▸ Record excerpts

+ + + + + + +

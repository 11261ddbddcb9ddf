//! DNS forwarder orchestration.
//!
//! Builds the upstream tiers, routing table and cache from a
//! [`ProxyConfig`], binds transports and runs the server.

use std::net::SocketAddr;
use std::path::PathBuf;
use std::sync::Arc;
use std::time::Duration;

use tracing::{error, info, warn};

use crate::cache::DnsCache;
use crate::dialer::{self, ProxyRegistry};
use crate::error::Result;
use crate::hosts;
use crate::resolver::Resolver;
use crate::routing::{Router, RoutingTable, Tier};
use crate::transport::{tcp::TcpTransport, udp::UdpTransport};
use crate::upstream::{SharedUpstream, SystemResolverClient, UpstreamContext};
use crate::watch::{self, ExcludeWatcher};

const STATS_INTERVAL: Duration = Duration::from_secs(60);

/// Configuration for the forwarder.
#[derive(Debug, Clone)]
pub struct ProxyConfig {
    /// Local address to bind (e.g., 0.0.0.0:53)
    pub bind_addr: SocketAddr,
    /// Comma-separated primary upstream list
    pub primary: String,
    /// Comma-separated backup upstream list
    pub backup: String,
    /// Comma-separated proxy URLs, addressed by 1-based slot
    pub proxies: String,
    /// Exclude-list file; names listed there go backup-first
    pub exclude: Option<PathBuf>,
    /// Hosts file whose entries shadow every upstream
    pub hosts: Option<PathBuf>,
    /// Try the next tier when one fails
    pub fallback: bool,
    /// Budget for each tier of a query
    pub timeout: Duration,
}

impl Default for ProxyConfig {
    fn default() -> Self {
        Self {
            bind_addr: SocketAddr::from(([0, 0, 0, 0], 53)),
            primary: String::new(),
            backup: String::new(),
            proxies: String::new(),
            exclude: None,
            hosts: None,
            fallback: false,
            timeout: Duration::from_secs(5),
        }
    }
}

/// A started server. Transports keep running until the process exits.
pub struct Server {
    local_addr: SocketAddr,
    resolver: Arc<Resolver>,
    _watcher: Option<ExcludeWatcher>,
}

impl Server {
    /// Bind both transports and start serving.
    ///
    /// Failing to bind UDP is the only fatal error. Without a TCP listener
    /// the server answers over UDP alone; bad upstreams, proxies, exclude
    /// lists and hosts files are logged and skipped.
    pub async fn start(config: ProxyConfig) -> Result<Self> {
        let udp = UdpTransport::bind(config.bind_addr).await?;
        let local_addr = udp.local_addr()?;
        let tcp = match TcpTransport::bind(local_addr).await {
            Ok(tcp) => Some(tcp),
            Err(e) => {
                error!(addr = %local_addr, error = %e, "TCP bind failed, serving UDP only");
                None
            }
        };

        let tls = dialer::tls_config()?;
        let registry = Arc::new(ProxyRegistry::parse(&config.proxies, &tls));
        let ctx = UpstreamContext {
            registry,
            tls,
            timeout: config.timeout,
        };

        let system: SharedUpstream = Arc::new(SystemResolverClient::new());
        let mut primary = ctx.parse_upstreams(&config.primary);
        if primary.is_empty() {
            info!("no primary upstream configured, using system resolver");
            primary.push(system.clone());
        }
        let backup = ctx.parse_upstreams(&config.backup);
        log_tier("primary", &primary);
        log_tier("backup", &backup);

        let table = RoutingTable::new(
            Tier::new("primary", primary),
            Tier::new("backup", backup),
            Tier::new("system", vec![system]),
        );
        let router = Arc::new(Router::new(table));
        let watcher = match &config.exclude {
            Some(path) => start_exclude(&router, path.clone()).await,
            None => None,
        };

        let cache = Arc::new(DnsCache::new());
        if let Some(path) = &config.hosts {
            match hosts::load_file(path, &cache).await {
                Ok(n) => info!(file = %path.display(), names = n, "hosts loaded"),
                Err(e) => error!(file = %path.display(), error = %e, "failed to load hosts"),
            }
        }

        let resolver = Arc::new(Resolver::new(cache, router, config.fallback, config.timeout));
        udp.start(resolver.clone());
        if let Some(tcp) = tcp {
            tcp.start(resolver.clone());
        }
        info!(
            addr = %local_addr,
            fallback = config.fallback,
            timeout = ?config.timeout,
            "listening"
        );

        Ok(Self {
            local_addr,
            resolver,
            _watcher: watcher,
        })
    }

    pub fn local_addr(&self) -> SocketAddr {
        self.local_addr
    }

    pub fn resolver(&self) -> &Arc<Resolver> {
        &self.resolver
    }
}

fn log_tier(label: &str, clients: &[SharedUpstream]) {
    let names: Vec<_> = clients.iter().map(|c| c.name()).collect();
    info!(tier = label, clients = %names.join(", "), "upstreams");
}

async fn start_exclude(router: &Arc<Router>, path: PathBuf) -> Option<ExcludeWatcher> {
    if let Err(e) = router.reload(&path).await {
        error!(file = %path.display(), error = %e, "failed to load exclude list");
    }
    match watch::spawn(router.clone(), path) {
        Ok(watcher) => Some(watcher),
        Err(e) => {
            warn!(error = %e, "exclude list will not be reloaded");
            None
        }
    }
}

/// Run the forwarder with the given configuration.
///
/// Logs a stats line every minute. Runs indefinitely.
pub async fn run(config: ProxyConfig) -> Result<()> {
    let server = Server::start(config).await?;
    let resolver = server.resolver().clone();

    tokio::spawn(async move {
        let mut interval = tokio::time::interval(STATS_INTERVAL);
        interval.tick().await; // Skip first immediate tick
        loop {
            interval.tick().await;
            let stats = resolver.stats_snapshot_and_reset();
            info!(
                uptime = stats.uptime_secs,
                cache = resolver.cache_len(),
                requests = stats.requests,
                forwarded = stats.forwarded,
                cached = stats.cached,
                failed = stats.failed,
                avg_response_ms = format_args!("{:.2}", stats.avg_response_ms),
                "stats"
            );
        }
    });

    std::future::pending::<()>().await;

    Ok(())
}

+ + + + + + +

▸ Exercise directions
Give the lines again, exactly as they stand, from the beginning of the data through the line with "use crate::cache::DnsCache;".

▸ Written answer
repository 11261ddbddcb9ddf
//! DNS forwarder orchestration.
//!
//! Builds the upstream tiers, routing table and cache from a
//! [`ProxyConfig`], binds transports and runs the server.

use std::net::SocketAddr;
use std::path::PathBuf;
use std::sync::Arc;
use std::time::Duration;

use tracing::{error, info, warn};

use crate::cache::DnsCache;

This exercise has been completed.